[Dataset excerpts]
┌────────

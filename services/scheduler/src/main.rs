//! fnsched scheduler
//!
//! Reads schedule requests as JSON lines on stdin and writes one result
//! per line on stdout.

use std::sync::Arc;

use anyhow::Result;
use fnsched_scheduler::driver::run_driver;
use fnsched_scheduler::source::load_snapshot;
use fnsched_scheduler::{init_tracing, spawn_schedule_queue, Config, ResourceViewSource, StaticResourceView, TomlFileSource};
use tokio::io::{stdin, stdout, BufReader};
use tokio::sync::watch;
use tracing::{error, info};

#[tokio::main]
async fn main() -> Result<()> {
    let config = Config::from_env()?;
    init_tracing(&config.log_level);

    info!(
        max_priority = config.max_priority,
        aggregation = %config.aggregation,
        policy = %config.priority_policy,
        relaxed = config.relaxed,
        "Starting fnsched scheduler"
    );

    let source: Arc<dyn ResourceViewSource> = match &config.resource_view {
        Some(path) => {
            // Fail fast on a broken snapshot.
            load_snapshot(path)?;
            info!(path = %path.display(), "Using resource view snapshot");
            Arc::new(TomlFileSource::new(path))
        }
        None => Arc::new(StaticResourceView::default()),
    };

    let (shutdown_tx, shutdown_rx) = watch::channel(false);
    let (handle, actor_task) = spawn_schedule_queue(&config, source, shutdown_rx.clone());
    handle.update_resource_info().await?;

    let mut driver = tokio::spawn(run_driver(
        handle,
        BufReader::new(stdin()),
        stdout(),
        shutdown_rx,
    ));

    tokio::select! {
        _ = tokio::signal::ctrl_c() => {
            info!("Received shutdown signal");
        }
        result = &mut driver => {
            match result {
                Ok(Ok(submitted)) => info!(submitted, "Input finished"),
                Ok(Err(e)) => error!(error = %e, "Driver error"),
                Err(e) => error!(error = %e, "Driver task panicked"),
            }
        }
    }

    let _ = shutdown_tx.send(true);
    if !driver.is_finished() {
        let _ = driver.await;
    }
    let _ = actor_task.await;

    info!("Scheduler shutdown complete");
    Ok(())
}
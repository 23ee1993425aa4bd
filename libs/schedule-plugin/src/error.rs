use thiserror::Error;

/// Errors raised while assembling a plugin framework.
#[derive(Debug, Error)]
pub enum PluginError {
    #[error("unknown scheduling plugin: {0}")]
    UnknownPlugin(String),

    #[error("plugin framework has no filter plugin")]
    NoFilter,
}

└────────

What you need to do:
Starting at the first line and ending at the last, retype the entries above.

Solved exercise:
filename services/scheduler/src/main.rs
//! fnsched scheduler
//!
//! Reads schedule requests as JSON lines on stdin and writes one result
//! per line on stdout.

use std::sync::Arc;

use anyhow::Result;
use fnsched_scheduler::driver::run_driver;
use fnsched_scheduler::source::load_snapshot;
use fnsched_scheduler::{init_tracing, spawn_schedule_queue, Config, ResourceViewSource, StaticResourceView, TomlFileSource};
use tokio::io::{stdin, stdout, BufReader};
use tokio::sync::watch;
use tracing::{error, info};

#[tokio::main]
async fn main() -> Result<()> {
    let config = Config::from_env()?;
    init_tracing(&config.log_level);

    info!(
        max_priority = config.max_priority,
        aggregation = %config.aggregation,
        policy = %config.priority_policy,
        relaxed = config.relaxed,
        "Starting fnsched scheduler"
    );

    let source: Arc<dyn ResourceViewSource> = match &config.resource_view {
        Some(path) => {
            // Fail fast on a broken snapshot.
            load_snapshot(path)?;
            info!(path = %path.display(), "Using resource view snapshot");
            Arc::new(TomlFileSource::new(path))
        }
        None => Arc::new(StaticResourceView::default()),
    };

    let (shutdown_tx, shutdown_rx) = watch::channel(false);
    let (handle, actor_task) = spawn_schedule_queue(&config, source, shutdown_rx.clone());
    handle.update_resource_info().await?;

    let mut driver = tokio::spawn(run_driver(
        handle,
        BufReader::new(stdin()),
        stdout(),
        shutdown_rx,
    ));

    tokio::select! {
        _ = tokio::signal::ctrl_c() => {
            info!("Received shutdown signal");
        }
        result = &mut driver => {
            match result {
                Ok(Ok(submitted)) => info!(submitted, "Input finished"),
                Ok(Err(e)) => error!(error = %e, "Driver error"),
                Err(e) => error!(error = %e, "Driver task panicked"),
            }
        }
    }

    let _ = shutdown_tx.send(true);
    if !driver.is_finished() {
        let _ = driver.await;
    }
    let _ = actor_task.await;

    info!("Scheduler shutdown complete");
    Ok(())
}
repository 23ee1993425aa4bd
filename libs/schedule-plugin/src/error.rs
use thiserror::Error;

/// Errors raised while assembling a plugin framework.
#[derive(Debug, Error)]
pub enum PluginError {
    #[error("unknown scheduling plugin: {0}")]
    UnknownPlugin(String),

    #[error("plugin framework has no filter plugin")]
    NoFilter,
}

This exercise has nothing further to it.